4.) An editorial in the Journal of the Royal College of Physicians of Edinburgh suggests that a physician’s behavior strongly influences their patients’ health practices.
The example you set has a direct influence on your patients’ outcomes. Providers who struggle with healthy behaviors have been shown to be less likely to include health promotion in their clinical practice—shortchanging their patients of valuable advice.

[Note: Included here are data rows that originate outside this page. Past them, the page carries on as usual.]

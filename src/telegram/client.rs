use std::time::Duration;

use async_trait::async_trait;
use log::debug;
use reqwest::Client;
use serde::de::DeserializeOwned;
use serde::Serialize;

use crate::notifier::{DeliveryError, NotificationSender, StreamNotification};
use crate::telegram::models::{ApiResponse, GetUpdates, Message, SendMessage, SendPhoto, TelegramUser, Update};
use crate::telegram::TelegramError;

const API_BASE_URL: &str = "https://api.telegram.org";

// Long-poll window for getUpdates.
const POLL_TIMEOUT: Duration = Duration::from_secs(30);

/// Minimal Telegram Bot API client over `reqwest`.
pub struct TelegramClient {
    client: Client,
    base_url: String,
    request_timeout: Duration,
}

impl TelegramClient {
    pub fn new(token: &str, request_timeout: Duration) -> Result<Self, TelegramError> {
        Self::with_base_url(format!("{}/bot{}", API_BASE_URL, token), request_timeout)
    }

    fn with_base_url(base_url: String, request_timeout: Duration) -> Result<Self, TelegramError> {
        let client = Client::builder().build()?;
        Ok(TelegramClient {
            client,
            base_url,
            request_timeout,
        })
    }

    async fn call<P, R>(&self, method: &str, params: &P, timeout: Duration) -> Result<R, TelegramError>
    where
        P: Serialize + ?Sized,
        R: DeserializeOwned,
    {
        let response = self
            .client
            .post(format!("{}/{}", self.base_url, method))
            .timeout(timeout)
            .json(params)
            .send()
            .await?;

        let status = response.status();
        let body: ApiResponse<R> = response.json().await?;

        if !body.ok {
            return Err(TelegramError::Api {
                code: body.error_code.unwrap_or_else(|| i64::from(status.as_u16())),
                description: body.description.unwrap_or_default(),
            });
        }

        body.result
            .ok_or_else(|| TelegramError::Decode(format!("{} returned ok without a result", method)))
    }

    pub async fn get_me(&self) -> Result<TelegramUser, TelegramError> {
        self.call("getMe", &serde_json::json!({}), self.request_timeout).await
    }

    /// Long-polls for new updates starting at `offset`.
    pub async fn get_updates(&self, offset: Option<i64>) -> Result<Vec<Update>, TelegramError> {
        let params = GetUpdates {
            offset,
            timeout: POLL_TIMEOUT.as_secs(),
            allowed_updates: vec!["message"],
        };
        self.call("getUpdates", &params, POLL_TIMEOUT + self.request_timeout).await
    }

    pub async fn send_message(&self, chat_id: i64, text: &str) -> Result<Message, TelegramError> {
        debug!("Sending message to chat {}", chat_id);
        let params = SendMessage {
            chat_id,
            text,
            parse_mode: "HTML",
            disable_web_page_preview: true,
        };
        self.call("sendMessage", &params, self.request_timeout).await
    }

    pub async fn send_photo(&self, chat_id: i64, photo_url: &str, caption: &str) -> Result<Message, TelegramError> {
        debug!("Sending photo to chat {}", chat_id);
        let params = SendPhoto {
            chat_id,
            photo: photo_url,
            caption,
            parse_mode: "HTML",
        };
        self.call("sendPhoto", &params, self.request_timeout).await
    }
}

#[async_trait]
impl NotificationSender for TelegramClient {
    async fn send_notification(
        &self,
        user_id: i64,
        notification: &StreamNotification,
    ) -> Result<(), DeliveryError> {
        match notification.preview_url.as_deref() {
            Some(preview_url) => self.send_photo(user_id, preview_url, &notification.caption).await?,
            None => self.send_message(user_id, &notification.caption).await?,
        };
        Ok(())
    }
}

If you need a fitness reboot, the first step is making physical activity part of your daily routine. Carve out a small amount of time each day for some type of exercise. View it as “me time” – an investment in your health. Find an activity that you love. If you struggle to find motivation, simply remind yourself why you want to exercise (e.g., maintain your vitality, improve the outcomes of your patients, de-stress and sleep better, have fun at the end of the day).
If routines aren’t for you, look for novelty to make sure you don’t get bored. You can achieve this by either switching between your activity modalities, varying the people you enjoy these activities with, or both. If traditional modes of fitness aren’t for you, get creative. Take your dog for longer, brisker walks. Don’t have a dog? Borrow your neighbor’s! Don’t like animals? Make a vigorous activity a part of your family routine (walk/run with your spouse, or play basketball with your kids).
If you want to gamify and/or digitize your efforts, wearing a digital activity tracker can help you stay on track. A recent study of medical students found that when weekly behavioral challenges were combined with wearing an activity tracker, the body composition of overweight students improved throughout the academic year.
Or, you could go virtual. The world is now full of virtual fitness options ready for you on your schedule. These include services like BurnAlong, ClassPass Live, and Peloton—to name just a few.
By helping to prevent burnout, maintaining your fitness is a gift to yourself and your practice. Start small with something that works for you!